# Course 2: Project - Task C - Text data

<a name="top"></a>
This notebook is concerned with task C.

**Contents:**
* [Imports](#imports)
* [Data loading](#task-c-data-loading)
* [Data exploration](#task-c-data-exploration)
* [Implementation & execution](#task-c-implementation-and-execution)
* [Results](#task-c-results)

## Imports<a name="task-c-imports"></a> ([top](#top))
---

In [3]:
pathlib.Path.cwd()

PosixPath('/Users/taariet1/ContEd/Adsml/git/course-02-project')

In [14]:
# Standard library:
import itertools
import pathlib
import re
import typing as t
import unicodedata

# 3rd party:
import numpy as np
import matplotlib.pyplot as plt
import pandas as pd
import pandas.io.formats.style
import seaborn as sns

# Project:
import ingredients
import utils

%matplotlib inline

## Data loading<a name="task-c-data-loading"></a> ([top](#top))
---

First, we load the subset of the cleaned-up dataset that we need:

In [7]:
base_name = pathlib.Path.cwd().joinpath('en.openfoodfacts.org.products.clean')

In [8]:
# The columns to load:
usecols=['countries_tags', 'ingredients_text']

# Load:
data_types, parse_dates  = utils.amend_dtypes(utils.load_dtypes(base_name))
# We can only parse dates in the columns that we are loading:
parse_dates = list(set(parse_dates) & set(usecols))
df = pd.read_csv(
        f'{base_name}.csv',
        header=0,
        parse_dates=parse_dates,
        usecols=usecols,
        dtype=data_types)

In [9]:
nrows, ncols = df.shape
print(f'the dataset contains {nrows} rows and {ncols} columns')

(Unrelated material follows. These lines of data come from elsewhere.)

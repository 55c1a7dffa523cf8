//! Shared fixtures for the integration tests

#![allow(dead_code)]

use async_trait::async_trait;
use ouroboros_cache::{CacheError, EmbeddingProvider, Result};
use std::sync::atomic::{AtomicUsize, Ordering};
use std::sync::Mutex;
use std::time::Duration;

/// Deterministic provider that records every batch it receives.
///
/// The vector of a text is `[len, sum of bytes, 1.0, ...]` padded to the
/// dimension, so equal texts always get equal vectors.
pub struct RecordingProvider {
    dimension: usize,
    delay: Option<Duration>,
    calls: Mutex<Vec<Vec<String>>>,
}

impl RecordingProvider {
    pub fn new(dimension: usize) -> Self {
        Self {
            dimension,
            delay: None,
            calls: Mutex::new(Vec::new()),
        }
    }

    /// Sleep this long inside every call
    pub fn with_delay(mut self, delay: Duration) -> Self {
        self.delay = Some(delay);
        self
    }

    pub fn calls(&self) -> Vec<Vec<String>> {
        self.calls.lock().unwrap().clone()
    }

    pub fn call_count(&self) -> usize {
        self.calls.lock().unwrap().len()
    }

    pub fn vector_for(&self, text: &str) -> Vec<f32> {
        let mut v = vec![1.0; self.dimension];
        v[0] = text.len() as f32;
        v[1] = text.bytes().map(|b| b as f32).sum();
        v
    }
}

#[async_trait]
impl EmbeddingProvider for RecordingProvider {
    async fn embed_batch(&self, texts: &[String]) -> Result<Vec<Vec<f32>>> {
        self.calls.lock().unwrap().push(texts.to_vec());
        if let Some(delay) = self.delay {
            tokio::time::sleep(delay).await;
        }
        Ok(texts.iter().map(|t| self.vector_for(t)).collect())
    }
}

/// Provider that fails every call
pub struct FailingProvider {
    pub calls: AtomicUsize,
}

impl FailingProvider {
    pub fn new() -> Self {
        Self {
            calls: AtomicUsize::new(0),
        }
    }
}

#[async_trait]
impl EmbeddingProvider for FailingProvider {
    async fn embed_batch(&self, _texts: &[String]) -> Result<Vec<Vec<f32>>> {
        self.calls.fetch_add(1, Ordering::SeqCst);
        Err(CacheError::ComputeError("model unavailable".to_string()))
    }
}

/// Provider that drops the last vector of every batch
pub struct ShortProvider;

#[async_trait]
impl EmbeddingProvider for ShortProvider {
    async fn embed_batch(&self, texts: &[String]) -> Result<Vec<Vec<f32>>> {
        Ok(texts.iter().skip(1).map(|_| vec![0.1; 4]).collect())
    }
}
//! Bounded in-process memo for embedding vectors

use crate::cache::config::CacheConfig;
use crate::cache::key::content_digest;
use crate::embedding::{EmbedInput, EmbedOutput, EmbeddingProvider};
use crate::error::{CacheError, Result};
use async_trait::async_trait;
use serde::{Deserialize, Serialize};
use std::collections::HashMap;
use std::sync::atomic::{AtomicU64, Ordering};
use std::sync::Arc;
use std::time::{Duration, Instant};
use tokio::sync::Mutex;
use tracing::{debug, info};

/// A memoised vector
#[derive(Debug, Clone)]
struct MemoEntry {
    embedding: Vec<f32>,
    computed_at: Instant,
}

impl MemoEntry {
    fn is_fresh(&self, now: Instant, ttl: Duration) -> bool {
        now.saturating_duration_since(self.computed_at) < ttl
    }
}

/// Memo counters
#[derive(Debug, Clone, Copy, Default, PartialEq, Eq, Serialize, Deserialize)]
pub struct MemoStats {
    /// Vectors currently held, stale ones included
    pub entries: usize,

    /// Inputs answered from the memo
    pub hits: u64,

    /// Inputs that needed the provider
    pub misses: u64,

    /// Entries dropped to respect the size bound
    pub evictions: u64,

    /// Calls made to the provider
    pub provider_calls: u64,
}

impl MemoStats {
    /// Fraction of non-empty inputs answered from the memo
    pub fn hit_rate(&self) -> f64 {
        let total = self.hits + self.misses;
        if total == 0 {
            0.0
        } else {
            self.hits as f64 / total as f64
        }
    }
}

#[derive(Debug, Clone)]
struct MemoSettings {
    max_entries: usize,
    ttl: Duration,
    eviction_fraction: f64,
    dimension: usize,
}

impl From<&CacheConfig> for MemoSettings {
    fn from(config: &CacheConfig) -> Self {
        Self {
            max_entries: config.memo_max_entries.max(1),
            ttl: config.memo_ttl,
            eviction_fraction: config.memo_eviction_fraction,
            dimension: config.embedding_dimension,
        }
    }
}

/// Texts that missed the memo, deduplicated, in first-seen order
#[derive(Default)]
struct Pending {
    texts: Vec<String>,
    hashes: Vec<String>,
    positions: Vec<Vec<usize>>,
    slot_of: HashMap<String, usize>,
}

impl Pending {
    fn push(&mut self, hash: String, text: &str, position: usize) {
        match self.slot_of.get(&hash) {
            Some(&slot) => self.positions[slot].push(position),
            None => {
                self.slot_of.insert(hash.clone(), self.texts.len());
                self.texts.push(text.to_string());
                self.hashes.push(hash);
                self.positions.push(vec![position]);
            }
        }
    }

    fn is_empty(&self) -> bool {
        self.texts.is_empty()
    }
}

/// Memoising wrapper around an [`EmbeddingProvider`].
///
/// - Inputs are trimmed; an empty input yields a zero vector of the
///   configured dimension without touching the memo or the provider.
/// - Vectors are keyed by the MD5 of the trimmed text and reused while
///   younger than the memo TTL.
/// - Everything the memo cannot answer goes to the provider in one call,
///   each distinct text once.
/// - The memo never holds more than `memo_max_entries` vectors. When an
///   insert would overflow it, stale entries are purged and then the oldest
///   entries are evicted in one batch.
///
/// Provider errors are returned unchanged and leave the memo untouched.
pub struct EmbeddingMemoCache {
    provider: Arc<dyn EmbeddingProvider>,
    settings: MemoSettings,
    entries: Mutex<HashMap<String, MemoEntry>>,
    hits: AtomicU64,
    misses: AtomicU64,
    evictions: AtomicU64,
    provider_calls: AtomicU64,
}

impl EmbeddingMemoCache {
    pub fn new(provider: Arc<dyn EmbeddingProvider>, config: &CacheConfig) -> Self {
        let settings = MemoSettings::from(config);
        info!(
            "Initializing embedding memo: max {} entries, ttl {:?}, dimension {}",
            settings.max_entries, settings.ttl, settings.dimension
        );
        Self {
            provider,
            settings,
            entries: Mutex::new(HashMap::new()),
            hits: AtomicU64::new(0),
            misses: AtomicU64::new(0),
            evictions: AtomicU64::new(0),
            provider_calls: AtomicU64::new(0),
        }
    }

    /// Memo with the default bounds (2000 entries, 1 hour, 768 dimensions)
    pub fn with_defaults(provider: Arc<dyn EmbeddingProvider>) -> Self {
        Self::new(provider, &CacheConfig::default())
    }

    /// Embed one text or many, answering in the same shape.
    pub async fn embed(&self, input: impl Into<EmbedInput>) -> Result<EmbedOutput> {
        match input.into() {
            EmbedInput::Single(text) => self.embed_one(&text).await.map(EmbedOutput::Single),
            EmbedInput::Batch(texts) => self.embed_batch(&texts).await.map(EmbedOutput::Batch),
        }
    }

    pub async fn embed_one(&self, text: &str) -> Result<Vec<f32>> {
        self.embed_batch(&[text])
            .await?
            .into_iter()
            .next()
            .ok_or_else(|| CacheError::ComputeError("no vector for single input".to_string()))
    }

    /// Embed many texts, one vector per input in input order.
    pub async fn embed_batch<S: AsRef<str> + Sync>(&self, texts: &[S]) -> Result<Vec<Vec<f32>>> {
        let mut outputs: Vec<Option<Vec<f32>>> = vec![None; texts.len()];
        let mut pending = Pending::default();

        {
            let entries = self.entries.lock().await;
            let now = Instant::now();
            for (position, text) in texts.iter().enumerate() {
                let normalized = text.as_ref().trim();
                if normalized.is_empty() {
                    outputs[position] = Some(self.zero_vector());
                    continue;
                }

                let hash = content_digest(normalized);
                match entries.get(&hash) {
                    Some(entry) if entry.is_fresh(now, self.settings.ttl) => {
                        outputs[position] = Some(entry.embedding.clone());
                        self.hits.fetch_add(1, Ordering::Relaxed);
                    }
                    _ => {
                        pending.push(hash, normalized, position);
                        self.misses.fetch_add(1, Ordering::Relaxed);
                    }
                }
            }
        }

        if !pending.is_empty() {
            debug!(
                "Embedding memo: {} of {} inputs need the provider ({} distinct)",
                pending.positions.iter().map(Vec::len).sum::<usize>(),
                texts.len(),
                pending.texts.len()
            );
            self.compute(pending, &mut outputs).await?;
        }

        outputs
            .into_iter()
            .enumerate()
            .map(|(position, vector)| {
                vector.ok_or_else(|| {
                    CacheError::ComputeError(format!("no vector for input {}", position))
                })
            })
            .collect()
    }

    async fn compute(&self, pending: Pending, outputs: &mut [Option<Vec<f32>>]) -> Result<()> {
        // The lock is not held while the provider runs
        self.provider_calls.fetch_add(1, Ordering::Relaxed);
        let vectors = self.provider.embed_batch(&pending.texts).await?;
        if vectors.len() != pending.texts.len() {
            return Err(CacheError::ComputeError(format!(
                "provider returned {} vectors for {} inputs",
                vectors.len(),
                pending.texts.len()
            )));
        }

        // A batch larger than the memo only keeps its most recent vectors
        let skip = vectors.len().saturating_sub(self.settings.max_entries);

        let mut entries = self.entries.lock().await;
        for hash in &pending.hashes[skip..] {
            entries.remove(hash);
        }
        self.make_room(&mut entries, pending.hashes.len() - skip);

        let now = Instant::now();
        let items = pending
            .hashes
            .into_iter()
            .zip(pending.positions)
            .zip(vectors)
            .enumerate();
        for (index, ((hash, positions), vector)) in items {
            for &position in &positions {
                outputs[position] = Some(vector.clone());
            }
            if index >= skip {
                entries.insert(
                    hash,
                    MemoEntry {
                        embedding: vector,
                        computed_at: now,
                    },
                );
            }
        }

        Ok(())
    }

    /// Evict until `incoming` new entries fit under the size bound.
    fn make_room(&self, entries: &mut HashMap<String, MemoEntry>, incoming: usize) {
        let max = self.settings.max_entries;
        if entries.len() + incoming <= max {
            return;
        }

        let before = entries.len();
        let now = Instant::now();
        let ttl = self.settings.ttl;
        entries.retain(|_, entry| entry.is_fresh(now, ttl));
        let mut evicted = before - entries.len();

        if entries.len() + incoming > max {
            let batch = (max as f64 * self.settings.eviction_fraction).ceil() as usize;
            let overflow = entries.len() + incoming - max;
            let count = batch.max(overflow).min(entries.len());

            let mut by_age: Vec<(Instant, String)> = entries
                .iter()
                .map(|(hash, entry)| (entry.computed_at, hash.clone()))
                .collect();
            by_age.sort();
            for (_, hash) in by_age.into_iter().take(count) {
                entries.remove(&hash);
            }
            evicted += count;
        }

        if evicted > 0 {
            debug!("Embedding memo evicted {} entries", evicted);
            self.evictions.fetch_add(evicted as u64, Ordering::Relaxed);
        }
    }

    fn zero_vector(&self) -> Vec<f32> {
        vec![0.0; self.settings.dimension]
    }

    pub async fn stats(&self) -> MemoStats {
        MemoStats {
            entries: self.entries.lock().await.len(),
            hits: self.hits.load(Ordering::Relaxed),
            misses: self.misses.load(Ordering::Relaxed),
            evictions: self.evictions.load(Ordering::Relaxed),
            provider_calls: self.provider_calls.load(Ordering::Relaxed),
        }
    }

    /// Number of memoised vectors
    pub async fn len(&self) -> usize {
        self.entries.lock().await.len()
    }

    pub async fn is_empty(&self) -> bool {
        self.len().await == 0
    }

    /// Drop every memoised vector. Counters are kept.
    pub async fn clear(&self) {
        let mut entries = self.entries.lock().await;
        let count = entries.len();
        entries.clear();
        info!("Cleared {} entries from embedding memo", count);
    }
}

#[async_trait]
impl EmbeddingProvider for EmbeddingMemoCache {
    async fn embed_batch(&self, texts: &[String]) -> Result<Vec<Vec<f32>>> {
        EmbeddingMemoCache::embed_batch(self, texts).await
    }
}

the dataset contains 355569 rows and 2 columns


Here are the first few rows:

In [10]:
df.head()

Unnamed: 0,countries_tags,ingredients_text
0,en:france,
1,en:united-states,"Bananas, vegetable oil (coconut oil, corn oil ..."
2,en:united-states,"Peanuts, wheat flour, sugar, rice flour, tapio..."
3,en:united-states,"Organic hazelnuts, organic cashews, organic wa..."
4,en:united-states,Organic polenta


## Data exploration<a name="task-c-data-exploration"></a> ([top](#top))
---

**Observations:** After manually inspecting multiple records (spot-checking), we noticed the following things:

* **Content:** The majority of entries seem to be valid entries that contain a list of ingredients. Some invalid entries were clearly created on purpose (e.g. for *code: 355951*, we have *product\_name:* _Ma b***_ (English: _My d***_)). Other invalid entries might be the resulf of a genuine mix-up (e.g. for *code: 355945*, we have *product\_name:* _La pratique du vocabulaire allemand_ (English: _German vocabulary_)).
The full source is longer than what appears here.